Nature is a master of self-assembly, constructing functional nanoscale architectures from simple protein building blocks. Using synthetic chemistry, we can harness the power of self-assembling proteins to create new catalytic architectures.

This project involves chemical modification of encapsulins, bacterial proteins that spontaneously assemble into hollow ~30 nm shells (see Nat. Commun. 2018, 9, 1311). We will create nanoscale reaction vessels by functionalising the interior of these shells with enzymes and synthetic catalysts.

This project is in collaboration with A/Prof. Stephen Bell (University of Adelaide).

Anti-cancer peptide therapeutics

Macrocyclic peptide-based compounds are highly-underexploited molecule in drug development. Peptidic macrocycles can have exquisite selectivity and potency similar to protein drugs, and pharmacokinetics that are normally associated with small molecules.

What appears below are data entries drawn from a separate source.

//! Background deadline sweep.
//!
//! One long-lived task, bound to a [`CancellationToken`], that closes open
//! polls past their deadline and retries meeting write-backs that failed
//! earlier. Cancellation is only observed between sweeps.

use std::sync::Arc;
use std::time::Duration;

use serde::Serialize;
use thiserror::Error;
use tokio::sync::Mutex;
use tokio::task::JoinHandle;
use tokio_util::sync::CancellationToken;
use tracing::{debug, error, info, instrument};

use super::finalize::Finalization;
use super::service::PollService;
use crate::error::CoreError;

type TaskHandle = Arc<Mutex<Option<JoinHandle<()>>>>;

/// Lifecycle errors for [`AutoFinalizer`].
#[derive(Error, Debug)]
pub enum SweeperError {
    #[error("Auto-finalizer is already running")]
    AlreadyRunning,

    #[error("Auto-finalizer is not running")]
    NotRunning,

    #[error("Auto-finalizer task failed: {0}")]
    Join(#[from] tokio::task::JoinError),
}

/// What one sweep did.
#[derive(Debug, Clone, Default, PartialEq, Eq, Serialize)]
pub struct SweepReport {
    /// Polls closed by this sweep
    pub finalized: Vec<String>,
    /// Closed polls whose write-back this sweep completed
    pub committed: Vec<String>,
    /// Polls that failed, with the error message
    pub failed: Vec<(String, String)>,
}

/// Periodic closer for expired polls.
pub struct AutoFinalizer {
    service: Arc<PollService>,
    interval: Duration,
    cancellation_token: CancellationToken,
    task_handle: TaskHandle,
}

impl AutoFinalizer {
    pub fn new(service: Arc<PollService>, interval: Duration) -> Self {
        Self {
            service,
            interval,
            cancellation_token: CancellationToken::new(),
            task_handle: Arc::new(Mutex::new(None)),
        }
    }

    /// Spawn the sweep loop. The first sweep runs immediately.
    ///
    /// # Errors
    /// [`SweeperError::AlreadyRunning`] if a loop is active.
    #[instrument(skip(self))]
    pub async fn start(&mut self) -> Result<(), SweeperError> {
        if self.is_running() {
            return Err(SweeperError::AlreadyRunning);
        }

        // fresh token so a stopped finalizer can be restarted
        self.cancellation_token = CancellationToken::new();

        let service = Arc::clone(&self.service);
        let interval = self.interval;
        let cancel = self.cancellation_token.clone();
        let handle = tokio::spawn(async move {
            Self::sweep_loop(service, interval, cancel).await;
        });
        *self.task_handle.lock().await = Some(handle);

        info!(interval_secs = self.interval.as_secs(), "auto-finalizer started");
        Ok(())
    }

    /// Cancel the loop and wait for it to exit.
    ///
    /// A sweep in progress runs to completion first.
    #[instrument(skip(self))]
    pub async fn stop(&mut self) -> Result<(), SweeperError> {
        if !self.is_running() {
            return Err(SweeperError::NotRunning);
        }

        self.cancellation_token.cancel();
        if let Some(handle) = self.task_handle.lock().await.take() {
            handle.await?;
        }

        info!("auto-finalizer stopped");
        Ok(())
    }

    pub fn is_running(&self) -> bool {
        self.task_handle
            .try_lock()
            .ok()
            .and_then(|guard| guard.as_ref().map(|h| !h.is_finished()))
            .unwrap_or(false)
    }

    /// Run a single sweep now.
    pub async fn sweep_once(&self) -> SweepReport {
        sweep(&self.service).await
    }

    async fn sweep_loop(service: Arc<PollService>, interval: Duration, cancel: CancellationToken) {
        loop {
            // the sweep itself is not raced against cancellation
            let report = sweep(&service).await;
            if !report.finalized.is_empty() || !report.failed.is_empty() {
                info!(
                    finalized = report.finalized.len(),
                    committed = report.committed.len(),
                    failed = report.failed.len(),
                    "sweep complete"
                );
            }

            tokio::select! {
                _ = cancel.cancelled() => {
                    debug!("sweep loop cancelled");
                    break;
                }
                _ = tokio::time::sleep(interval) => {}
            }
        }
    }
}

async fn sweep(service: &PollService) -> SweepReport {
    let mut report = SweepReport::default();

    match service.store().list_expired_open(service.now()).await {
        Ok(expired) => {
            for poll_id in expired {
                match service.close_poll(&poll_id, None).await {
                    Ok((poll, Finalization::Closed { .. })) => {
                        if poll.outcome_committed() {
                            report.committed.push(poll_id.clone());
                        }
                        report.finalized.push(poll_id);
                    }
                    Ok((_, Finalization::AlreadyClosed)) => {}
                    Err(e) => record_failure(&mut report, poll_id, e),
                }
            }
        }
        Err(e) => error!(error = %e, "failed to list expired polls"),
    }

    match service.store().list_uncommitted_closed().await {
        Ok(pending) => {
            for poll_id in pending {
                if report.finalized.contains(&poll_id) {
                    continue;
                }
                match service.retry_writeback(&poll_id).await {
                    Ok(true) => report.committed.push(poll_id),
                    Ok(false) => {}
                    Err(e) => record_failure(&mut report, poll_id, e),
                }
            }
        }
        Err(e) => error!(error = %e, "failed to list pending write-backs"),
    }

    report
}

fn record_failure(report: &mut SweepReport, poll_id: String, err: CoreError) {
    error!(poll_id = %poll_id, error = %err, "sweep failed for poll");
    report.failed.push((poll_id, err.to_string()));
}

In this project, we will establish a new strategy for synthesising vast libraries of macrocyclic ‘stapled’ peptides, using a combination of bioorthogonal chemistry and recombinant technologies (see Angew. Chem. Int. Ed. 2015, 54, 15410-15413). The resulting compound library will then be screened in cellular and in vitro assays to identify new anti-cancer drug candidates.

This project is in collaboration with Prof. Hilda Pickett (Children's Medical Research Institute, Westmead Hospital).

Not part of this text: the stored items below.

//! Concurrent busy-time collection across participants.
//!
//! One provider lookup per participant, at most `max_concurrent` in flight,
//! each bounded by a timeout. A failed lookup never fails the collection:
//! the participant is reported as missing and contributes no busy time.

use std::collections::{BTreeMap, HashSet};
use std::sync::Arc;
use std::time::Duration;

use futures::stream::{self, StreamExt};
use serde::Serialize;
use tracing::{debug, warn};

use super::interval::{merge_intervals, TimeInterval};
use crate::error::CalendarError;
use crate::identity::normalize_identity;
use crate::integrations::CalendarProvider;

/// Merged busy timeline plus the participants it does not cover.
#[derive(Debug, Clone, Default, PartialEq, Eq, Serialize)]
pub struct CollectedBusy {
    /// Sorted, non-overlapping
    pub busy: Vec<TimeInterval>,
    /// In request order
    pub missing: Vec<String>,
    /// Reason per missing participant
    pub missing_details: BTreeMap<String, String>,
}

pub struct BusyIntervalCollector {
    provider: Arc<dyn CalendarProvider>,
    timeout: Duration,
    max_concurrent: usize,
}

impl BusyIntervalCollector {
    pub fn new(provider: Arc<dyn CalendarProvider>, timeout: Duration, max_concurrent: usize) -> Self {
        Self {
            provider,
            timeout,
            max_concurrent: max_concurrent.max(1),
        }
    }

    pub async fn collect(&self, participants: &[String], window: TimeInterval) -> CollectedBusy {
        let mut seen = HashSet::new();
        let identities: Vec<String> = participants
            .iter()
            .map(|p| normalize_identity(p))
            .filter(|p| !p.is_empty() && seen.insert(p.clone()))
            .collect();

        let mut results: Vec<(usize, Result<Vec<TimeInterval>, CalendarError>)> =
            stream::iter(identities.iter().enumerate())
                .map(|(idx, identity)| async move { (idx, self.fetch_one(identity, window).await) })
                .buffer_unordered(self.max_concurrent)
                .collect()
                .await;
        results.sort_by_key(|(idx, _)| *idx);

        let mut collected = CollectedBusy::default();
        let mut busy = Vec::new();
        for (idx, result) in results {
            let identity = &identities[idx];
            match result {
                Ok(blocks) => busy.extend(blocks),
                Err(e) => {
                    debug!(participant = %identity, reason = %e, "participant missing");
                    collected.missing.push(identity.clone());
                    collected.missing_details.insert(identity.clone(), e.to_string());
                }
            }
        }
        collected.busy = merge_intervals(busy);
        collected
    }

    async fn fetch_one(
        &self,
        identity: &str,
        window: TimeInterval,
    ) -> Result<Vec<TimeInterval>, CalendarError> {
        let blocks = tokio::time::timeout(self.timeout, self.provider.busy_intervals(identity, window))
            .await
            .map_err(|_| CalendarError::Timeout(self.timeout))??;

        Ok(blocks
            .into_iter()
            .filter_map(|b| match TimeInterval::new(b.start, b.end) {
                Ok(interval) => Some(interval),
                Err(e) => {
                    warn!(
                        participant = %identity,
                        provider = self.provider.name(),
                        error = %e,
                        "dropping malformed busy block"
                    );
                    None
                }
            })
            .collect())
    }
}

Building synthetic life: engineering artificial cellular compartments

Life is defined by compartmentalisation. All living things build compartments, each with a unique environment for hosting different chemical reactions.

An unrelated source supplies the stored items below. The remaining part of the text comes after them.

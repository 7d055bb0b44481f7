//! Wiring shared by the commands: config, stores and services.

use std::error::Error;
use std::sync::Arc;

use meetpoll_core::integrations::TracingNotifier;
use meetpoll_core::{Config, MeetingDb, PollDb, PollService, TokenAuthorizer};
use serde::Serialize;

pub type CliResult = Result<(), Box<dyn Error>>;

pub fn token_authorizer(config: &Config) -> Result<TokenAuthorizer, Box<dyn Error>> {
    let seed = config.auth.resolve_signing_seed().map_err(|e| {
        format!("{e} (run `meetpoll-cli config init-secret` or set MEETPOLL_SIGNING_SEED)")
    })?;
    Ok(TokenAuthorizer::from_seed(&seed, config.polls.token_ttl())
        .with_legacy_email(config.auth.allow_legacy_email))
}

pub fn poll_service(config: &Config) -> Result<PollService, Box<dyn Error>> {
    Ok(PollService::new(
        Arc::new(PollDb::open()?),
        Arc::new(MeetingDb::open()?),
        Arc::new(TracingNotifier),
        token_authorizer(config)?,
    ))
}

pub fn print_json<T: Serialize>(value: &T) -> CliResult {
    println!("{}", serde_json::to_string_pretty(value)?);
    Ok(())
}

In this project, we will create synthetic modified versions of the encapsulin family of self-assembling proteins (see Nat. Commun. 2018, 9, 1311) to create compartments with unique chemical properties within their interior. The ultimate goal is to generate new living organisms that possess artificial organelles with programmable chemical functions that are new to nature.

This project is in collaboration with Dr Tobias Giessen (University of Michigan, USA).

Secondary projects

New biocompatible reactions for protein modification

Site-specific modification of proteins is a major challenge for synthetic chemists. This is a question of chemoselectivity: how can we perform a reaction at a chosen functional group, without affecting the hundred other unprotected groups that exist on a protein?

In this project, we will develop new organic chemical reagents that only react with a chosen function group in a specific amino acid sequence. The project will involve reagent synthesis and screening for reactivity against different peptide sequences. These reagents will enable us to label proteins in cells to study their roles in disease, synthesise antibody-drug conjugates with improved efficacy.

Anion-binding gates for biomolecular cages (with Prof. Kate Jolliffe)

The Jolliffe group are experts at designing molecular receptors that can bind anions in aqueous media with high selectivity and affinity.

In this project, we will use anion-binding to control the porosity of self-assembled protein cages. The binding and unbinding of an anion to a receptor is analogous to a gate, which controls access to a fenced-off area upon opening and closing. By binding anions at the pores of our protein cages, we will control the ability of small molecules to enter and exit these cages, enabling new forms of selective catalysis and drug delivery.

Bio-templated inorganic and polymeric nanomaterials (with Dr Markus Muellner)

Nature can produce self-assembled 3D structures that are incredibly uniform and precise, beyond what is possible using conventional synthetic techniques.

In this project, we will create new inorganic and polymeric nanoparticles that are template by encapsulins: bacterial proteins that spontaneously assemble into hollow ~30 nm shells. By using biology to fabricate highly uniform nanoparticles, we can create high-value materials with completely new structural and catalytic properties.